> _MATERIAL SUPPLIED_:

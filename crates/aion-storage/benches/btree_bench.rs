use aion_buffer::PageCache;
use aion_common::config::CacheConfig;
use aion_common::key::{EntryLayout, EntryMeta, IndexOrder};
use aion_common::CancelToken;
use aion_storage::{BTree, DiskManager, DiskManagerConfig};
use criterion::{criterion_group, criterion_main, BatchSize, Criterion};
use std::sync::Arc;
use tempfile::tempdir;

const N: u32 = 10_000;

fn key12(n: u32) -> [u8; 12] {
    let mut k = [0u8; 12];
    k[4..8].copy_from_slice(&n.to_be_bytes());
    k
}

fn fresh_tree(dir: &std::path::Path) -> BTree {
    let disk = Arc::new(
        DiskManager::new(DiskManagerConfig {
            data_dir: dir.to_path_buf(),
            fsync_enabled: false,
        })
        .unwrap(),
    );
    let cache = Arc::new(PageCache::new(CacheConfig { num_frames: 2_048 }));
    BTree::open(
        disk,
        cache,
        0,
        "spo",
        EntryLayout::for_order(IndexOrder::Spo, false),
    )
    .unwrap()
}

fn btree_insert_10k(c: &mut Criterion) {
    c.bench_function("btree_insert_10k", |b| {
        b.iter_batched(
            || {
                let dir = tempdir().unwrap();
                let tree = fresh_tree(dir.path());
                (dir, tree)
            },
            |(_dir, tree)| {
                for i in 0..N {
                    tree.insert(&key12(i), i as u64, &EntryMeta::default()).unwrap();
                }
            },
            BatchSize::SmallInput,
        );
    });
}

fn btree_point_lookup_10k(c: &mut Criterion) {
    let dir = tempdir().unwrap();
    let tree = fresh_tree(dir.path());
    for i in 0..N {
        tree.insert(&key12(i), i as u64, &EntryMeta::default()).unwrap();
    }

    c.bench_function("btree_point_lookup_10k", |b| {
        b.iter(|| {
            for i in 0..N {
                criterion::black_box(tree.lookup(&key12(i)).unwrap());
            }
        });
    });
}

fn btree_range_scan_1k(c: &mut Criterion) {
    let dir = tempdir().unwrap();
    let tree = fresh_tree(dir.path());
    for i in 0..N {
        tree.insert(&key12(i), i as u64, &EntryMeta::default()).unwrap();
    }

    c.bench_function("btree_range_scan_1k", |b| {
        b.iter(|| {
            let mut scan = tree.scan(&key12(4_000), &key12(4_999), CancelToken::new());
            let mut total = 0u64;
            while scan.advance().unwrap() {
                total += scan.current().value;
            }
            criterion::black_box(total)
        });
    });
}

criterion_group!(
    benches,
    btree_insert_10k,
    btree_point_lookup_10k,
    btree_range_scan_1k,
);

criterion_main!(benches);
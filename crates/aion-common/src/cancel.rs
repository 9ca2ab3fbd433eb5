//! Cooperative cancellation.

use std::sync::atomic::{AtomicBool, Ordering};
use std::sync::Arc;

/// Cooperatively-set cancellation flag shared between a query's caller and
/// every iterator the query spawns.
///
/// Iterators check the token on each `advance()`; once set, they release
/// their page pins and return a terminal `Cancelled` status. Timeouts are
/// the caller's concern, built on top of this token.
#[derive(Debug, Clone, Default)]
pub struct CancelToken(Arc<AtomicBool>);

impl CancelToken {
    /// Creates a token in the not-cancelled state.
    pub fn new() -> Self {
        Self::default()
    }

    /// Requests cancellation. Idempotent.
    pub fn cancel(&self) {
        self.0.store(true, Ordering::Release);
    }

    /// Returns true once cancellation has been requested.
    #[inline]
    pub fn is_cancelled(&self) -> bool {
        self.0.load(Ordering::Acquire)
    }
}

#[cfg(test)]
mod tests {
    use super::*;

    #[test]
    fn test_cancel_token_starts_clear() {
        let token = CancelToken::new();
        assert!(!token.is_cancelled());
    }

    #[test]
    fn test_cancel_token_set_is_shared() {
        let token = CancelToken::new();
        let clone = token.clone();

        clone.cancel();
        assert!(token.is_cancelled());
        assert!(clone.is_cancelled());
    }

    #[test]
    fn test_cancel_token_idempotent() {
        let token = CancelToken::new();
        token.cancel();
        token.cancel();
        assert!(token.is_cancelled());
    }
}
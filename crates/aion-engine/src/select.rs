//! Index selection and search-key construction.
//!
//! Routing is deterministic and statistics-free: the bound positions of a
//! pattern pick the index whose field rotation puts them in the key
//! prefix, so every pattern becomes a single contiguous range scan.

use aion_common::key::{
    encode_key, IndexOrder, KeyBuf, KeyComponents, TemporalFilter, TIME_OPEN_END,
};
use aion_common::term::{TriplePattern, ATOM_MAX, ATOM_MIN};

/// Chooses the index for a pattern.
///
/// | bound        | triple | temporal |
/// |--------------|--------|----------|
/// | S P O        | SPO    | SPOT     |
/// | S P          | SPO    | SPOT     |
/// | S O          | OSP    | OSPT     |
/// | P O          | POS    | POST     |
/// | S            | SPO    | SPOT     |
/// | P            | POS    | POST     |
/// | O            | OSP    | OSPT     |
/// | — + time cap | —      | TSPO     |
/// | —            | SPO    | SPOT     |
pub fn choose_order(
    pattern: &TriplePattern,
    temporal: bool,
    filter: Option<&TemporalFilter>,
) -> IndexOrder {
    let s = pattern.subject.is_bound();
    let p = pattern.predicate.is_bound();
    let o = pattern.object.is_bound();

    if !temporal {
        return match (s, p, o) {
            (true, _, false) => IndexOrder::Spo,
            (true, true, true) => IndexOrder::Spo,
            (true, false, true) => IndexOrder::Osp,
            (false, true, _) => IndexOrder::Pos,
            (false, false, true) => IndexOrder::Osp,
            (false, false, false) => IndexOrder::Spo,
        };
    }

    match (s, p, o) {
        (true, _, false) => IndexOrder::Spot,
        (true, true, true) => IndexOrder::Spot,
        (true, false, true) => IndexOrder::Ospt,
        (false, true, _) => IndexOrder::Post,
        (false, false, true) => IndexOrder::Ospt,
        (false, false, false) => {
            // A leading-time index only pays off when the predicate caps
            // valid_from; otherwise the canonical order serves the scan.
            let capped = filter
                .map(|f| f.valid_from_upper_bound() != TIME_OPEN_END)
                .unwrap_or(false);
            if capped {
                IndexOrder::Tspo
            } else {
                IndexOrder::Spot
            }
        }
    }
}

/// Builds the `[min, max]` search keys bracketing a pattern's matches in
/// the chosen index.
///
/// Bound positions carry the term's atom in both bounds; unbound
/// positions take the minimum sentinel in `min` and the maximum sentinel
/// in `max`; time fields span `[0, TIME_OPEN_END]` except a TSPO scan,
/// whose leading `valid_from` is capped by the temporal predicate. When
/// the pattern has no graph restriction but keys carry a graph prefix,
/// the graph spans the full range and the scan unions across graphs.
pub fn key_range(
    pattern: &TriplePattern,
    order: IndexOrder,
    with_graph: bool,
    filter: Option<&TemporalFilter>,
) -> (KeyBuf, KeyBuf) {
    let mut min = KeyComponents {
        graph: pattern.graph.unwrap_or(ATOM_MIN),
        subject: pattern.subject.atom().unwrap_or(ATOM_MIN),
        predicate: pattern.predicate.atom().unwrap_or(ATOM_MIN),
        object: pattern.object.atom().unwrap_or(ATOM_MIN),
        valid_from: 0,
        valid_to: 0,
        tx_time: 0,
    };
    let mut max = KeyComponents {
        graph: pattern.graph.unwrap_or(ATOM_MAX),
        subject: pattern.subject.atom().unwrap_or(ATOM_MAX),
        predicate: pattern.predicate.atom().unwrap_or(ATOM_MAX),
        object: pattern.object.atom().unwrap_or(ATOM_MAX),
        valid_from: TIME_OPEN_END,
        valid_to: TIME_OPEN_END,
        tx_time: TIME_OPEN_END,
    };

    if order == IndexOrder::Tspo {
        if let Some(filter) = filter {
            max.valid_from = filter.valid_from_upper_bound();
        }
    }

    if !order.is_temporal() {
        min.valid_from = 0;
        min.valid_to = 0;
        min.tx_time = 0;
        max.valid_from = 0;
        max.valid_to = 0;
        max.tx_time = 0;
    }

    (
        encode_key(order, with_graph, &min),
        encode_key(order, with_graph, &max),
    )
}
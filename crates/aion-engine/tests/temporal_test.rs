//! Bitemporal scenarios: point-in-time, range, evolution, and
//! current-state queries over explicit validity intervals.

use aion_common::config::{CacheConfig, StoreOptions};
use aion_engine::solution::VarRegistry;
use aion_engine::store::Store;
use aion_engine::{CancelToken, TemporalFilter};
use tempfile::tempdir;

// Millisecond epochs for the employment-history scenario.
const JAN_2020: u64 = 1_577_836_800_000; // 2020-01-01
const JUN_2021: u64 = 1_622_505_600_000; // 2021-06-01
const JAN_2023: u64 = 1_672_531_200_000; // 2023-01-01
const JUL_2023: u64 = 1_688_169_600_000; // 2023-07-01
const DEC_2023: u64 = 1_703_980_800_000; // 2023-12-31
const JAN_2024: u64 = 1_704_067_200_000; // 2024-01-01

fn temporal_store(dir: &std::path::Path) -> Store {
    Store::open(
        dir,
        StoreOptions {
            temporal: true,
            named_graphs: true,
            cache: CacheConfig { num_frames: 256 },
            writer_lock_timeout_ms: 1_000,
            fsync_enabled: true,
        },
    )
    .unwrap()
}

fn employers_at(store: &Store, filter: TemporalFilter) -> Vec<String> {
    let mut vars = VarRegistry::new();
    let pattern = store.pattern(Some("<alice>"), Some("<works>"), Some("?o"), None, &mut vars);
    let mut iter = store
        .match_pattern(&pattern, Some(filter), CancelToken::new())
        .unwrap();
    let mut out = Vec::new();
    while iter.advance().unwrap() {
        out.push(store.resolve_atom(iter.current().object).unwrap());
    }
    out.sort();
    out
}

#[test]
fn test_employment_history_scenario() {
    let dir = tempdir().unwrap();
    let store = temporal_store(dir.path());

    store
        .add_historical("<alice>", "<works>", "<Acme>", JAN_2020, JUL_2023, None)
        .unwrap();
    store
        .add_historical(
            "<alice>",
            "<works>",
            "<OpenAI>",
            JUL_2023,
            aion_common::key::TIME_OPEN_END,
            None,
        )
        .unwrap();

    // AsOf mid-2021: Acme.
    assert_eq!(
        employers_at(&store, TemporalFilter::AsOf(JUN_2021)),
        vec!["<Acme>".to_string()]
    );
    // AsOf 2024: OpenAI.
    assert_eq!(
        employers_at(&store, TemporalFilter::AsOf(JAN_2024)),
        vec!["<OpenAI>".to_string()]
    );
    // The 2023 window overlaps both employments.
    assert_eq!(
        employers_at(
            &store,
            TemporalFilter::Range {
                lo: JAN_2023,
                hi: DEC_2023
            }
        ),
        vec!["<Acme>".to_string(), "<OpenAI>".to_string()]
    );
    // Before any employment: nothing.
    assert!(employers_at(&store, TemporalFilter::AsOf(JAN_2020 - 1)).is_empty());
    // AsOf exactly at a valid_to boundary excludes the ending interval.
    assert_eq!(
        employers_at(&store, TemporalFilter::AsOf(JUL_2023)),
        vec!["<OpenAI>".to_string()]
    );
}

#[test]
fn test_current_view_is_single_valued_after_truncation() {
    let dir = tempdir().unwrap();
    let store = temporal_store(dir.path());

    // Both inserted open-ended; the second truncates the first.
    store
        .add_historical(
            "<alice>",
            "<works>",
            "<Acme>",
            JAN_2020,
            aion_common::key::TIME_OPEN_END,
            None,
        )
        .unwrap();
    store
        .add_historical(
            "<alice>",
            "<works>",
            "<OpenAI>",
            JUL_2023,
            aion_common::key::TIME_OPEN_END,
            None,
        )
        .unwrap();

    // Truncation invariant: the prior value answers strictly inside
    // [t1, t2), the new value from t2 on.
    assert_eq!(
        employers_at(&store, TemporalFilter::AsOf(JUN_2021)),
        vec!["<Acme>".to_string()]
    );
    assert_eq!(
        employers_at(&store, TemporalFilter::AsOf(JUL_2023)),
        vec!["<OpenAI>".to_string()]
    );
    assert_eq!(
        employers_at(&store, TemporalFilter::AsOf(JAN_2024)),
        vec!["<OpenAI>".to_string()]
    );
    // AllTime still sees both versions.
    assert_eq!(employers_at(&store, TemporalFilter::AllTime).len(), 2);
}

#[test]
fn test_insert_triple_on_temporal_store_is_current() {
    let dir = tempdir().unwrap();
    let store = temporal_store(dir.path());

    store.insert_triple("<a>", "<p>", "<b>", None).unwrap();

    // Default (no predicate) shows the current view.
    let mut vars = VarRegistry::new();
    let pattern = store.pattern(Some("<a>"), Some("<p>"), Some("?o"), None, &mut vars);
    let mut iter = store
        .match_pattern(&pattern, None, CancelToken::new())
        .unwrap();
    assert!(iter.advance().unwrap());
    // The version is open-ended with transaction time stamped.
    assert_eq!(
        iter.components().valid_to,
        aion_common::key::TIME_OPEN_END
    );
    assert!(iter.components().tx_time > 0);
}

#[test]
fn test_transaction_time_never_mutated_by_truncation() {
    let dir = tempdir().unwrap();
    let store = temporal_store(dir.path());

    store
        .add_historical(
            "<a>",
            "<p>",
            "<v1>",
            JAN_2020,
            aion_common::key::TIME_OPEN_END,
            None,
        )
        .unwrap();

    // Capture v1's transaction time.
    let mut vars = VarRegistry::new();
    let pattern = store.pattern(Some("<a>"), Some("<p>"), Some("?o"), None, &mut vars);
    let mut iter = store
        .match_pattern(&pattern, Some(TemporalFilter::AllTime), CancelToken::new())
        .unwrap();
    assert!(iter.advance().unwrap());
    let tx_before = iter.components().tx_time;
    drop(iter);

    store
        .add_historical(
            "<a>",
            "<p>",
            "<v2>",
            JUL_2023,
            aion_common::key::TIME_OPEN_END,
            None,
        )
        .unwrap();

    // The truncated v1 keeps its original transaction time.
    let mut iter = store
        .match_pattern(&pattern, Some(TemporalFilter::AllTime), CancelToken::new())
        .unwrap();
    let mut found_v1 = false;
    while iter.advance().unwrap() {
        if store.resolve_atom(iter.current().object).unwrap() == "<v1>" {
            found_v1 = true;
            assert_eq!(iter.components().tx_time, tx_before);
            assert_eq!(iter.components().valid_to, JUL_2023);
        }
    }
    assert!(found_v1);
}

#[test]
fn test_temporal_versions_emitted_chronologically() {
    let dir = tempdir().unwrap();
    let store = temporal_store(dir.path());

    // Insert out of chronological order.
    store
        .add_historical("<a>", "<p>", "<b>", JUL_2023, JAN_2024, None)
        .unwrap();
    store
        .add_historical("<a>", "<p>", "<b>", JAN_2020, JUN_2021, None)
        .unwrap();
    store
        .add_historical("<a>", "<p>", "<b>", JUN_2021, JUL_2023, None)
        .unwrap();

    let mut vars = VarRegistry::new();
    let pattern = store.pattern(Some("<a>"), Some("<p>"), Some("<b>"), None, &mut vars);
    let mut iter = store
        .match_pattern(&pattern, Some(TemporalFilter::AllTime), CancelToken::new())
        .unwrap();

    let mut previous = 0u64;
    let mut count = 0;
    while iter.advance().unwrap() {
        let vf = iter.components().valid_from;
        assert!(vf >= previous, "versions out of chronological order");
        previous = vf;
        count += 1;
    }
    assert_eq!(count, 3);
}

#[test]
fn test_temporal_durability_across_reopen() {
    let dir = tempdir().unwrap();

    {
        let store = temporal_store(dir.path());
        store
            .add_historical("<alice>", "<works>", "<Acme>", JAN_2020, JUL_2023, None)
            .unwrap();
        store.close().unwrap();
    }

    let store = temporal_store(dir.path());
    assert_eq!(
        employers_at(&store, TemporalFilter::AsOf(JUN_2021)),
        vec!["<Acme>".to_string()]
    );
    assert!(employers_at(&store, TemporalFilter::AsOf(JAN_2024)).is_empty());
}

#[test]
fn test_time_range_scan_without_bound_positions() {
    let dir = tempdir().unwrap();
    let store = temporal_store(dir.path());

    store
        .add_historical("<a>", "<p>", "<early>", JAN_2020, JUN_2021, None)
        .unwrap();
    store
        .add_historical("<b>", "<p>", "<late>", JUL_2023, JAN_2024, None)
        .unwrap();

    // Unbound pattern with a time range routes through the leading-time
    // index; only the overlapping interval matches.
    let mut vars = VarRegistry::new();
    let pattern = store.pattern(Some("?s"), Some("?p"), Some("?o"), None, &mut vars);
    let mut iter = store
        .match_pattern(
            &pattern,
            Some(TemporalFilter::Range {
                lo: JAN_2020,
                hi: JUN_2021,
            }),
            CancelToken::new(),
        )
        .unwrap();

    let mut seen = Vec::new();
    while iter.advance().unwrap() {
        seen.push(store.resolve_atom(iter.current().object).unwrap());
    }
    assert_eq!(seen, vec!["<early>".to_string()]);
}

> _WORK REQUEST_:
Transcribe, with no changes, the listing above from its first line through the line with "const N: u32 = 10_000;", including that line, and stop once it is done.

> _SOLUTION FOR THIS TASK_:
filename crates/aion-storage/benches/btree_bench.rs
use aion_buffer::PageCache;
use aion_common::config::CacheConfig;
use aion_common::key::{EntryLayout, EntryMeta, IndexOrder};
use aion_common::CancelToken;
use aion_storage::{BTree, DiskManager, DiskManagerConfig};
use criterion::{criterion_group, criterion_main, BatchSize, Criterion};
use std::sync::Arc;
use tempfile::tempdir;

const N: u32 = 10_000;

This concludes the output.